> _Your goal_:
The answer should contain all of the records below, each one copied word for word.

☆ ☆ ☆ ☆ ☆ ☆ ☆

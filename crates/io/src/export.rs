//! Per-element value export.
//!
//! A single header line naming the variable and element, then a CSV table
//! with one `time` column and one column per model.

use std::collections::BTreeMap;
use std::fs::File;
use std::io::{BufWriter, Write};
use std::path::Path;

use chrono::NaiveDateTime;
use hydroscope_series::Series;

use crate::error::IoError;

const TIME_FORMAT: &str = "%Y-%m-%d %H:%M:%S";
const DECIMALS: i32 = 3;

/// Suggested file name for an export of `label` at `element`.
///
/// Slashes in the label (units such as `mm/hr`) become `" per "`.
pub fn export_file_name(label: &str, element: u32) -> String {
    format!("{label} at {element}.csv").replace('/', " per ")
}

/// Writes `header` then one row per timestamp found in any column.
///
/// Values are rounded to 3 decimals. A column without a sample at some
/// timestamp, or with a NaN there, gets an empty cell.
pub fn write_export<W: Write>(
    writer: &mut W,
    header: &str,
    columns: &[Series],
) -> Result<(), IoError> {
    writeln!(writer, "{header}").map_err(csv::Error::from)?;

    let mut rows: BTreeMap<NaiveDateTime, Vec<Option<f64>>> = BTreeMap::new();
    for (c, series) in columns.iter().enumerate() {
        for (time, value) in series.rounded(DECIMALS).iter() {
            let row = rows
                .entry(time)
                .or_insert_with(|| vec![None; columns.len()]);
            row[c] = value.is_finite().then_some(value);
        }
    }

    let mut csv = csv::Writer::from_writer(writer);
    let mut names = vec!["time".to_string()];
    names.extend(columns.iter().map(|s| s.name().to_string()));
    csv.write_record(&names)?;

    for (time, values) in rows {
        let mut record = Vec::with_capacity(values.len() + 1);
        record.push(time.format(TIME_FORMAT).to_string());
        record.extend(
            values
                .into_iter()
                .map(|v| v.map(|x| x.to_string()).unwrap_or_default()),
        );
        csv.write_record(&record)?;
    }
    csv.flush().map_err(csv::Error::from)?;
    Ok(())
}

/// [`write_export`] into a new file at `path`.
pub fn write_export_file(path: &Path, header: &str, columns: &[Series]) -> Result<(), IoError> {
    let file = File::create(path).map_err(|e| IoError::Io {
        path: path.to_path_buf(),
        reason: e.to_string(),
    })?;
    let mut writer = BufWriter::new(file);
    write_export(&mut writer, header, columns)?;
    writer.flush().map_err(|e| IoError::Io {
        path: path.to_path_buf(),
        reason: e.to_string(),
    })
}

#[cfg(test)]
mod tests {
    use chrono::NaiveDate;

    use super::*;

    fn day(d: u32) -> NaiveDateTime {
        NaiveDate::from_ymd_opt(2000, 1, d)
            .unwrap()
            .and_hms_opt(0, 0, 0)
            .unwrap()
    }

    #[test]
    fn file_name_replaces_slashes() {
        assert_eq!(
            export_file_name("Net Rainfall (mm/hr)", 12),
            "Net Rainfall (mm per hr) at 12.csv"
        );
    }

    #[test]
    fn writes_header_and_rounded_table() {
        let a = Series::new("base", vec![day(1), day(2)], vec![1.23456, 2.0]).unwrap();
        let b = Series::new("wet", vec![day(1), day(2)], vec![f64::NAN, 0.0004]).unwrap();
        let mut out = Vec::new();
        write_export(&mut out, "Phreatic Depth (m) at 5 (52.1,-1.2)", &[a, b]).unwrap();
        let text = String::from_utf8(out).unwrap();
        let lines: Vec<&str> = text.lines().collect();
        assert_eq!(lines[0], "Phreatic Depth (m) at 5 (52.1,-1.2)");
        assert_eq!(lines[1], "time,base,wet");
        assert_eq!(lines[2], "2000-01-01 00:00:00,1.235,");
        assert_eq!(lines[3], "2000-01-02 00:00:00,2,0");
    }

    #[test]
    fn unequal_axes_leave_blanks() {
        let a = Series::new("a", vec![day(1), day(2)], vec![1.0, 2.0]).unwrap();
        let b = Series::new("b", vec![day(2), day(3)], vec![5.0, 6.0]).unwrap();
        let mut out = Vec::new();
        write_export(&mut out, "h", &[a, b]).unwrap();
        let text = String::from_utf8(out).unwrap();
        let lines: Vec<&str> = text.lines().collect();
        assert_eq!(lines.len(), 5);
        assert_eq!(lines[2], "2000-01-01 00:00:00,1,");
        assert_eq!(lines[3], "2000-01-02 00:00:00,2,5");
        assert_eq!(lines[4], "2000-01-03 00:00:00,,6");
    }
}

☆ ☆ ☆ ☆ ☆ ☆ ☆

> _Reply_:
filename crates/io/src/export.rs
//! Per-element value export.
//!
//! A single header line naming the variable and element, then a CSV table
//! with one `time` column and one column per model.

use std::collections::BTreeMap;
use std::fs::File;
use std::io::{BufWriter, Write};
use std::path::Path;

use chrono::NaiveDateTime;
use hydroscope_series::Series;

use crate::error::IoError;

const TIME_FORMAT: &str = "%Y-%m-%d %H:%M:%S";
const DECIMALS: i32 = 3;

/// Suggested file name for an export of `label` at `element`.
///
/// Slashes in the label (units such as `mm/hr`) become `" per "`.
pub fn export_file_name(label: &str, element: u32) -> String {
    format!("{label} at {element}.csv").replace('/', " per ")
}

/// Writes `header` then one row per timestamp found in any column.
///
/// Values are rounded to 3 decimals. A column without a sample at some
/// timestamp, or with a NaN there, gets an empty cell.
pub fn write_export<W: Write>(
    writer: &mut W,
    header: &str,
    columns: &[Series],
) -> Result<(), IoError> {
    writeln!(writer, "{header}").map_err(csv::Error::from)?;

    let mut rows: BTreeMap<NaiveDateTime, Vec<Option<f64>>> = BTreeMap::new();
    for (c, series) in columns.iter().enumerate() {
        for (time, value) in series.rounded(DECIMALS).iter() {
            let row = rows
                .entry(time)
                .or_insert_with(|| vec![None; columns.len()]);
            row[c] = value.is_finite().then_some(value);
        }
    }

    let mut csv = csv::Writer::from_writer(writer);
    let mut names = vec!["time".to_string()];
    names.extend(columns.iter().map(|s| s.name().to_string()));
    csv.write_record(&names)?;

    for (time, values) in rows {
        let mut record = Vec::with_capacity(values.len() + 1);
        record.push(time.format(TIME_FORMAT).to_string());
        record.extend(
            values
                .into_iter()
                .map(|v| v.map(|x| x.to_string()).unwrap_or_default()),
        );
        csv.write_record(&record)?;
    }
    csv.flush().map_err(csv::Error::from)?;
    Ok(())
}

/// [`write_export`] into a new file at `path`.
pub fn write_export_file(path: &Path, header: &str, columns: &[Series]) -> Result<(), IoError> {
    let file = File::create(path).map_err(|e| IoError::Io {
        path: path.to_path_buf(),
        reason: e.to_string(),
    })?;
    let mut writer = BufWriter::new(file);
    write_export(&mut writer, header, columns)?;
    writer.flush().map_err(|e| IoError::Io {
        path: path.to_path_buf(),
        reason: e.to_string(),
    })
}

#[cfg(test)]
mod tests {
    use chrono::NaiveDate;

    use super::*;

    fn day(d: u32) -> NaiveDateTime {
        NaiveDate::from_ymd_opt(2000, 1, d)
            .unwrap()
            .and_hms_opt(0, 0, 0)
            .unwrap()
    }

    #[test]
    fn file_name_replaces_slashes() {
        assert_eq!(
            export_file_name("Net Rainfall (mm/hr)", 12),
            "Net Rainfall (mm per hr) at 12.csv"
        );
    }

    #[test]
    fn writes_header_and_rounded_table() {
        let a = Series::new("base", vec![day(1), day(2)], vec![1.23456, 2.0]).unwrap();
        let b = Series::new("wet", vec![day(1), day(2)], vec![f64::NAN, 0.0004]).unwrap();
        let mut out = Vec::new();
        write_export(&mut out, "Phreatic Depth (m) at 5 (52.1,-1.2)", &[a, b]).unwrap();
        let text = String::from_utf8(out).unwrap();
        let lines: Vec<&str> = text.lines().collect();
        assert_eq!(lines[0], "Phreatic Depth (m) at 5 (52.1,-1.2)");
        assert_eq!(lines[1], "time,base,wet");
        assert_eq!(lines[2], "2000-01-01 00:00:00,1.235,");
        assert_eq!(lines[3], "2000-01-02 00:00:00,2,0");
    }

    #[test]
    fn unequal_axes_leave_blanks() {
        let a = Series::new("a", vec![day(1), day(2)], vec![1.0, 2.0]).unwrap();
        let b = Series::new("b", vec![day(2), day(3)], vec![5.0, 6.0]).unwrap();
        let mut out = Vec::new();
        write_export(&mut out, "h", &[a, b]).unwrap();
        let text = String::from_utf8(out).unwrap();
        let lines: Vec<&str> = text.lines().collect();
        assert_eq!(lines.len(), 5);
        assert_eq!(lines[2], "2000-01-01 00:00:00,1,");
        assert_eq!(lines[3], "2000-01-02 00:00:00,2,5");
        assert_eq!(lines[4], "2000-01-03 00:00:00,,6");
    }
}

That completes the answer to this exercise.